For those of you unfamiliar with it, Machu Picchu is an ancient city that was only uncovered in 1911 and has been preserved in its original condition. It’s one of the new 7 wonders of the world.
So I was pretty excited and hoped to not only see it, but get some cool photos for Instagram. I really fancied one of me looking out to the city looking wistful and poetic. You know the one I mean. If you don’t, it’s this one.
So I wasn’t too thrilled when I arrived and this was my view…yes it was raining too!
So what was the plan? A common theme in my life and I’m sure many others is how to cope with reality over expectation.
I have high expectations for myself and the people I surround myself with. Part of it comes from wanting them and myself to be the best we can be. I’m a girl from the Welsh Valleys and I now run my medical practice in Knightsbridge in London. It didn’t happen overnight but I worked hard and didn’t lose my vision despite numerous ups and very very low downs. But I also expected to be married with kids and a size 10 and that hasn’t happened. And it’s hard for me to admit, but I spend a lot of energy wondering why my expectation isn’t my reality.

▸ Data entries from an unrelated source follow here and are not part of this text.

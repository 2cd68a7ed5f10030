pub mod files;
pub mod json;
pub mod text;
//! Prompt templates for study-material generation.
//!
//! Every structured prompt asks for a bare JSON array so the output can go
//! through `parse_json_array`.

use crate::models::QuizType;

pub fn quiz_prompt(text: &str, quiz_type: QuizType) -> String {
    let (instructions, schema) = match quiz_type {
        QuizType::MultipleChoice => (
            "Create 5 multiple choice questions. Each question must have exactly 4 options and one correct answer.",
            r#"[{"type": "multiple_choice", "question": "...", "options": ["A", "B", "C", "D"], "answer": "A"}]"#,
        ),
        QuizType::ShortAnswer => (
            "Create 5 short answer questions that can be answered in one or two sentences.",
            r#"[{"type": "short_answer", "question": "...", "answer": "..."}]"#,
        ),
        QuizType::TrueFalse => (
            "Create 5 true/false statements. Mix true and false statements.",
            r#"[{"type": "true_false", "question": "...", "answer": true}]"#,
        ),
        QuizType::All => (
            "Create 6 questions: 2 multiple choice (4 options each), 2 short answer and 2 true/false.",
            r#"[{"type": "multiple_choice", "question": "...", "options": ["A", "B", "C", "D"], "answer": "A"}, {"type": "short_answer", "question": "...", "answer": "..."}, {"type": "true_false", "question": "...", "answer": false}]"#,
        ),
    };

    format!(
        "You are a helpful study assistant. Based on the study notes below, {instructions}\n\
         Only use facts stated in the notes.\n\
         Respond with ONLY a JSON array in this exact format, with no other text:\n\
         {schema}\n\n\
         Study notes:\n\
         \"\"\"\n{text}\n\"\"\"\n",
        instructions = lowercase_first(instructions),
        schema = schema,
        text = text,
    )
}

pub fn flashcards_prompt(text: &str) -> String {
    format!(
        "You are a helpful study assistant. Create 8 flashcards from the study notes below. \
         Each flashcard has a short term or question on the front and a concise explanation on the back.\n\
         Respond with ONLY a JSON array in this exact format, with no other text:\n\
         [{{\"front\": \"...\", \"back\": \"...\"}}]\n\n\
         Study notes:\n\
         \"\"\"\n{}\n\"\"\"\n",
        text
    )
}

pub fn summary_prompt(text: &str) -> String {
    format!(
        "You are a helpful study assistant. Summarize the study notes below in 3 to 5 short paragraphs \
         a student can review before an exam. Highlight key terms and definitions. \
         Respond with the summary only.\n\n\
         Study notes:\n\
         \"\"\"\n{}\n\"\"\"\n",
        text
    )
}

fn lowercase_first(s: &str) -> String {
    let mut chars = s.chars();
    match chars.next() {
        Some(first) => first.to_lowercase().chain(chars).collect(),
        None => String::new(),
    }
}

#[cfg(test)]
mod tests {
    use super::*;

    #[test]
    fn test_quiz_prompt_embeds_notes_and_schema() {
        let prompt = quiz_prompt("AI stands for Artificial Intelligence.", QuizType::TrueFalse);
        assert!(prompt.contains("AI stands for Artificial Intelligence."));
        assert!(prompt.contains("true/false"));
        assert!(prompt.contains(r#""type": "true_false""#));
        assert!(prompt.contains("JSON array"));
    }

    #[test]
    fn test_quiz_prompt_mixed_types() {
        let prompt = quiz_prompt("notes", QuizType::All);
        assert!(prompt.contains("multiple_choice"));
        assert!(prompt.contains("short_answer"));
        assert!(prompt.contains("true_false"));
    }

    #[test]
    fn test_flashcards_prompt_has_literal_braces() {
        let prompt = flashcards_prompt("notes");
        assert!(prompt.contains(r#"[{"front": "...", "back": "..."}]"#));
    }

    #[test]
    fn test_lowercase_first() {
        assert_eq!(lowercase_first("Create 5"), "create 5");
        assert_eq!(lowercase_first(""), "");
    }
}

So whilst up Machu Picchu, in the rain, in the fog and in that oh-so-sexy plastic poncho, I came up with the following steps for accepting reality.
Step 1: Real is better than fake.
I like people who are authentic and honest and aren’t perfect and I’m sure you do too. It’s nice to know people don’t need to be perfect to do well. Is it better to have a real experience rather than an airbrushed, Instagram-filtered one? Is it better to actually feel something rather than portray an image that doesn’t fit? Cognitive dissonance is when our actions and words don’t fit in with our values and true beliefs. It can lead to emotional stress which can lead to physical health issues.
Step 2: Higher Power
If you believe in a higher power or God then you will believe you’re always being guided to something or someone good for you. Or as Dorris Day would say, Que Sera Sera, whatever will be will be.
Step 3: Gratitude
If you’re biggest problem in life is not being able to see Machu Picchu because it’s foggy then you need to get a life! I’m alive, I’m relatively healthy, I have a good home, friends and family and a job I love. I’m not homeless, I don’t live in poverty, I’m loved. Did you know, even if you’re in the poorest 1% in the UK, you’re still in the richest 10% in the world. Puts things in perspective right? We all have a moment from time to time but just need to get a grip. Even if we’re ill we have access to health care. There’s always a way.
Step 4: Self Actualisation
I know who I am and what I’m capable of. I know my strengths and weaknesses. I also know what my greater purpose is. So I have to be grateful for what I have as my body and mind allows me to travel, to see amazing things, to help other people, to listen, to laugh, to move, to dance, to teach, to feel, to help, to be. So instead of berating myself I have to embrace all I am.
So, it was rainy and foggy so I went with my new pals to get a coffee and a Twix, and we had a really great chat and laughed. It turns out as soon as you accept where you are, it seems the universe collaborates to move things. So we decided to go back in and the fog lifted. I got my photo, it wasn’t that one I imagined, it was one that’s all me.